Musée d’État d’Auschwitz-Birkenau,
Oświęcim, Pologne.
Coll. Mémoire Vive. Droits réservés.

Eugène, Jean, Pascal, Louis, Charil naît le soir du 13 avril 1899 à La Roë (Mayenne), chez ses parents, Eugène Charil, 28 ans, journalier (domestique cultivateur), et Angèle, née Lebreton, 25 ans, son épouse, journalière. Son père sera décédé au moment de son arrestation.

Pendant un temps, il habite chez ses parents, domiciliés au 35, rue de la Mairie-École à Angers (Maine-et-Loire).

Arrivé très jeune à Paris, il travaille régulièrement comme typographe à l’imprimerie Paris-Sport, sise au 18, rue du Croissant, équipe du journal L’Heure. À partir du 15 mai 1916, il loge en hôtel au 15, rue du Faubourg-Saint-Martin.

Le 19 mars 1918, à 0 h 40, il se présente au poste de police du 9, rue Thorel pour protester contre l’arrestation d’un nommé Moquet. Apparemment en état d’ivresse, il est trouvé porteur de trois listes erronées des points de chute du raid allemand du 11 mars et d’une épreuve d’article du journal L’Action Française relatif au dit raid. Il déclare tenir les listes d’un camarade d’atelier, mais l’enquête de police établit qu’il les a composées et tirées lui-même. Il est conduit au dépôt de la préfecture de police et mis à la disposition du Parquet de la Seine pour infraction à la loi du 5 août 1914. Le lendemain, le juge d’instruction le remet en liberté. Un ordonnance de non-lieu est prononcée le 15 avril.Le conseil de révision d’Angers retarde son incorporation au service militaire pour « ostéïte en évolution en septembre 1918 et faiblesse ». Le 8 octobre 1920, Eugène Charil rejoint le 106e régiment d’infanterie comme soldat de 2e classe. Mais, deux semaines plus tard, le 22 octobre, la commission de réforme de Châlons-sur-Marne le réforme temporairement pour « cicatrices adhérentes de la cuiller gauche, suite d’ostéïte, limitation des mouvements de flexion du genou, gêne de la marche ». Le 25 novembre 1921, la 5e commission de réforme de la Seine renouvelle cette réforme pour « à l’extrémité inférieure de la cuisse gauche petite cicatrice de strajet [?] fistuleux, face interne au même niveau petite cicatrice souple ».Début 1921, Eugène Charil demeure au 48, rue Volta à Paris 3e, dans un hôtel dont la gérante, veuve, serait sa maîtresse, selon la police.

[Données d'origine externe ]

use chrono::{DateTime, Utc};
use serde::{Deserialize, Serialize};
use settlement::UserRole;
use validator::Validate;

use super::validate_wallet_address;
use crate::errors::ApiError;
use crate::utils::wallet::prove_wallet_ownership;

/// Identity attached to a request by `AuthMiddleware`.
#[derive(Serialize, Deserialize, Debug, Clone, PartialEq)]
pub struct AuthUser {
    pub user_id: i64,
    pub role: UserRole,
    pub wallet_address: Option<String>,
}

/// A wallet plus a signed login message proving the caller holds its key.
/// Body of `POST /auth/wallet-login`, and the only way to attach a wallet
/// on register or profile update.
#[derive(Deserialize, Validate, Debug, Clone)]
pub struct WalletProof {
    #[validate(custom = "validate_wallet_address")]
    pub wallet_address: String,

    /// Unix seconds embedded in the signed login message.
    pub timestamp: i64,

    /// Base58 ed25519 signature of the login message.
    #[validate(length(min = 64, message = "Signature is required"))]
    pub signature: String,
}

impl WalletProof {
    pub fn verify(&self, now: DateTime<Utc>) -> Result<&str, ApiError> {
        prove_wallet_ownership(&self.wallet_address, self.timestamp, &self.signature, now)?;
        Ok(&self.wallet_address)
    }
}

fn proven_wallet(
    wallet: &Option<WalletProof>,
    now: DateTime<Utc>,
) -> Result<Option<&str>, ApiError> {
    wallet.as_ref().map(|proof| proof.verify(now)).transpose()
}

#[derive(Deserialize, Validate, Debug)]
#[serde(deny_unknown_fields)]
pub struct RegisterInput {
    #[validate(email(message = "Invalid email format"))]
    pub email: String,

    #[validate(length(min = 8, message = "Password must be atleast 8 characters"))]
    pub password: String,

    #[validate]
    pub wallet: Option<WalletProof>,
}

impl RegisterInput {
    pub fn proven_wallet(&self, now: DateTime<Utc>) -> Result<Option<&str>, ApiError> {
        proven_wallet(&self.wallet, now)
    }
}

#[derive(Deserialize, Validate, Debug)]
pub struct LoginInput {
    #[validate(email(message = "Invalid email format"))]
    pub email: String,

    #[validate(length(min = 8, message = "Password must be atleast 8 characters long"))]
    pub password: String,
}

#[derive(Deserialize, Validate, Debug)]
#[serde(deny_unknown_fields)]
pub struct UpdateProfileInput {
    #[validate(length(min = 2, max = 32, message = "Invalid chain name"))]
    pub preferred_chain: Option<String>,

    #[validate]
    pub wallet: Option<WalletProof>,
}

impl UpdateProfileInput {
    pub fn proven_wallet(&self, now: DateTime<Utc>) -> Result<Option<&str>, ApiError> {
        proven_wallet(&self.wallet, now)
    }
}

Le soir du dimanche 13 mars 1921, à l’issue d’une campagne électorale, Eugène Charil est appréhendé alors qu’il manifeste avec d’autres électeurs devant les bureaux du journal L’Humanité, au 142, rue Montmartre, en chantant L’Internationale. Quand la police municipale intervient pour disperser les manifestants, il est arrêté avec un autre homme pour « outrage par parole à agents de la force publique ». Cependant, tous deux présentent spontanément leurs excuses et sont laissés en liberté provisoire. Deux jours plus tard, le 15 mars, le Comité d’action contre la guerre organise un grand meeting dans la grande salle de la mairie de Saint-Denis, que la police place sous haute surveillance.

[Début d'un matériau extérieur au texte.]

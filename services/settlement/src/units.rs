use rust_decimal::prelude::ToPrimitive;
use rust_decimal::Decimal;

use crate::errors::SettlementError;

/// SOL has nine decimals: one SOL is 1_000_000_000 lamports.
pub const LAMPORTS_DECIMALS: u32 = 9;

/// Converts a native-unit amount into integer base units.
///
/// The conversion is exact. An amount with more precision than the chain can
/// carry is rejected instead of rounded, because payment checks compare base
/// units with strict equality.
pub fn to_base_units(amount: Decimal, decimals: u32) -> Result<u64, SettlementError> {
    if amount.is_sign_negative() {
        return Err(SettlementError::AmountOverflow(amount));
    }

    let factor = Decimal::from(10u64.pow(decimals));
    let scaled = amount
        .checked_mul(factor)
        .ok_or(SettlementError::AmountOverflow(amount))?;

    if scaled.fract() != Decimal::ZERO {
        return Err(SettlementError::SubUnitAmount { amount, decimals });
    }

    scaled
        .trunc()
        .to_u64()
        .ok_or(SettlementError::AmountOverflow(amount))
}
use rust_decimal::Decimal;
use thiserror::Error;

use crate::status::{EventStatus, TicketStatus};

pub type SettlementResult<T> = Result<T, SettlementError>;

#[derive(Debug, Clone, PartialEq, Eq, Error)]
pub enum SettlementError {
    #[error("Quantity must be at least 1")]
    InvalidQuantity,

    #[error("Event is not open for ticket purchases (status: {0})")]
    EventNotOpen(EventStatus),

    #[error("Event is locked: the lock time has passed")]
    LockTimePassed,

    #[error("Option {option_id} does not belong to event {event_id}")]
    OptionNotInEvent { option_id: i64, event_id: i64 },

    #[error("The platform treasury wallet cannot purchase tickets")]
    TreasuryWalletPurchase,

    #[error("Only {remaining} tickets remaining, cannot purchase {requested}")]
    InsufficientCapacity { requested: i32, remaining: i32 },

    #[error("Only {remaining} tickets remaining on this option, cannot purchase {requested}")]
    OptionSoldOut { requested: i32, remaining: i32 },

    #[error("This transaction signature has already been used")]
    SignatureAlreadyUsed,

    #[error("Ticket price must be greater than zero")]
    InvalidTicketPrice,

    #[error("Amount {0} overflows the supported range")]
    AmountOverflow(Decimal),

    #[error("Amount {amount} is not representable with {decimals} decimals")]
    SubUnitAmount { amount: Decimal, decimals: u32 },

    #[error("Cannot move event from {from} to {to}")]
    InvalidTransition { from: EventStatus, to: EventStatus },

    #[error("Event must be locked before it can be resolved (status: {0})")]
    EventNotLocked(EventStatus),

    #[error("Event is already settled (status: {0})")]
    EventAlreadySettled(EventStatus),

    #[error("You do not own this ticket")]
    NotTicketOwner,

    #[error("Ticket has already been claimed")]
    AlreadyClaimed,

    #[error("Ticket is not claimable (status: {0})")]
    TicketNotClaimable(TicketStatus),

    #[error("Ticket has no payout amount recorded")]
    MissingPayout,

    #[error("Claims open in {remaining_secs} seconds")]
    ClaimWindowOpen { remaining_secs: i64 },

    #[error("Unknown {kind} '{value}'")]
    UnknownStatus { kind: &'static str, value: String },
}

impl SettlementError {
    /// Conflicts are errors caused by state another request already changed.
    pub fn is_conflict(&self) -> bool {
        matches!(
            self,
            SettlementError::SignatureAlreadyUsed
                | SettlementError::AlreadyClaimed
                | SettlementError::EventAlreadySettled(_)
                | SettlementError::InsufficientCapacity { .. }
                | SettlementError::OptionSoldOut { .. }
        )
    }
}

En juin 1931, Eugène Charil habite au 31, avenue Laplace, à Arcueil (Seine / Val-de-Marne). En novembre 1932, il demeure au 180, boulevard de la Villette, à Paris 19e. En 1933, il loge au 47, rue Rochechouart. En juin 1937, il est au 20, rue Cadet, à Paris 9e.

En mars 1933, Eugène Charil dépose une demande d’autorisation de publier un bimensuel ayant pour titre Lotte Sindical (Lutte syndicale) et imprimé chez Gay, son employeur, au 200, quai de Jemmapes. Quelques mois plus tard, le journal sera tiré à l’Imprimerie Centrale, au 19, rue du Croissant. Cette année-là, il est également gérant du bulletin Ricossa Antifascista.

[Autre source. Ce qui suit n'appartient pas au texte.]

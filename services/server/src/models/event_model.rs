use chrono::{DateTime, Utc};
use rust_decimal::Decimal;
use serde::{Deserialize, Serialize};
use settlement::{EventSnapshot, OptionSnapshot, SettlementError};
use sqlx::{FromRow, PgConnection, PgExecutor};

pub const EVENT_COLUMNS: &str = "id, title, description, category, status, ticket_price, \
    max_tickets, tickets_sold, pool_amount, lock_time, event_time, resolve_time, resolved_at, \
    winning_option_id, created_by, created_at, updated_at";

pub const OPTION_COLUMNS: &str =
    "id, event_id, label, ticket_limit, tickets_sold, pool_amount, is_winner, position";

#[derive(Serialize, Deserialize, Debug, Clone, FromRow)]
pub struct EventRow {
    pub id: i64,
    pub title: String,
    pub description: Option<String>,
    pub category: String,
    pub status: String,
    pub ticket_price: Decimal,
    pub max_tickets: i32,
    pub tickets_sold: i32,
    pub pool_amount: Decimal,
    pub lock_time: DateTime<Utc>,
    pub event_time: DateTime<Utc>,
    pub resolve_time: Option<DateTime<Utc>>,
    pub resolved_at: Option<DateTime<Utc>>,
    pub winning_option_id: Option<i64>,
    pub created_by: Option<i64>,
    pub created_at: DateTime<Utc>,
    pub updated_at: DateTime<Utc>,
}

impl EventRow {
    pub fn snapshot(&self) -> Result<EventSnapshot, SettlementError> {
        Ok(EventSnapshot {
            id: self.id,
            status: self.status.parse()?,
            ticket_price: self.ticket_price,
            max_tickets: self.max_tickets,
            tickets_sold: self.tickets_sold,
            pool_amount: self.pool_amount,
            lock_time: self.lock_time,
            resolved_at: self.resolved_at,
        })
    }
}

#[derive(Serialize, Deserialize, Debug, Clone, FromRow)]
pub struct EventOptionRow {
    pub id: i64,
    pub event_id: i64,
    pub label: String,
    pub ticket_limit: Option<i32>,
    pub tickets_sold: i32,
    pub pool_amount: Decimal,
    pub is_winner: bool,
    pub position: i32,
}

impl EventOptionRow {
    pub fn snapshot(&self) -> OptionSnapshot {
        OptionSnapshot {
            id: self.id,
            event_id: self.event_id,
            ticket_limit: self.ticket_limit,
            tickets_sold: self.tickets_sold,
            pool_amount: self.pool_amount,
        }
    }
}

/// Event detail as served by `GET /events/{id}`.
#[derive(Serialize, Deserialize, Debug, Clone)]
pub struct EventWithOptions {
    #[serde(flatten)]
    pub event: EventRow,
    pub remaining_tickets: i32,
    pub options: Vec<EventOptionRow>,
}

impl EventWithOptions {
    pub fn new(event: EventRow, options: Vec<EventOptionRow>) -> Self {
        let remaining_tickets = (event.max_tickets - event.tickets_sold).max(0);
        Self {
            event,
            remaining_tickets,
            options,
        }
    }
}

impl EventRow {
    pub async fn find<'e, E: PgExecutor<'e>>(
        executor: E,
        id: i64,
    ) -> Result<Option<Self>, sqlx::Error> {
        let sql = format!("SELECT {} FROM events WHERE id = $1", EVENT_COLUMNS);
        sqlx::query_as::<_, EventRow>(&sql)
            .bind(id)
            .fetch_optional(executor)
            .await
    }

    /// Row-locks the event until the surrounding transaction ends.
    pub async fn find_for_update(
        conn: &mut PgConnection,
        id: i64,
    ) -> Result<Option<Self>, sqlx::Error> {
        let sql = format!("SELECT {} FROM events WHERE id = $1 FOR UPDATE", EVENT_COLUMNS);
        sqlx::query_as::<_, EventRow>(&sql)
            .bind(id)
            .fetch_optional(conn)
            .await
    }
}

impl EventOptionRow {
    pub async fn for_event<'e, E: PgExecutor<'e>>(
        executor: E,
        event_id: i64,
    ) -> Result<Vec<Self>, sqlx::Error> {
        let sql = format!(
            "SELECT {} FROM event_options WHERE event_id = $1 ORDER BY position, id",
            OPTION_COLUMNS
        );
        sqlx::query_as::<_, EventOptionRow>(&sql)
            .bind(event_id)
            .fetch_all(executor)
            .await
    }

    pub async fn for_events<'e, E: PgExecutor<'e>>(
        executor: E,
        event_ids: &[i64],
    ) -> Result<Vec<Self>, sqlx::Error> {
        let sql = format!(
            "SELECT {} FROM event_options WHERE event_id = ANY($1) ORDER BY event_id, position, id",
            OPTION_COLUMNS
        );
        sqlx::query_as::<_, EventOptionRow>(&sql)
            .bind(event_ids)
            .fetch_all(executor)
            .await
    }

    pub async fn find_for_update(
        conn: &mut PgConnection,
        id: i64,
    ) -> Result<Option<Self>, sqlx::Error> {
        let sql = format!("SELECT {} FROM event_options WHERE id = $1 FOR UPDATE", OPTION_COLUMNS);
        sqlx::query_as::<_, EventOptionRow>(&sql)
            .bind(id)
            .fetch_optional(conn)
            .await
    }
}

impl EventOptionRow {
    pub async fn find<'e, E: PgExecutor<'e>>(
        executor: E,
        id: i64,
    ) -> Result<Option<Self>, sqlx::Error> {
        let sql = format!("SELECT {} FROM event_options WHERE id = $1", OPTION_COLUMNS);
        sqlx::query_as::<_, EventOptionRow>(&sql)
            .bind(id)
            .fetch_optional(executor)
            .await
    }
}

En mai 1935, il dépose une demande pour publier le mensuel Asmodée, imprimé chez Zeluck, au 4, rue Saulnier, où il travaille alors.

Il se déclarera hostile au Parti communiste et la la CGTU. Il est membre de la Chambre syndicale typographique parisienne, sise 94, boulevard Auguste-Blanqui.

En janvier 1940 et jusqu’au moment de son arrestation, Eugène Charil est domicilié dans un appartement au premier étage d’un immeuble au 52, rue de la Tour d’Auvergne, à Paris 9e.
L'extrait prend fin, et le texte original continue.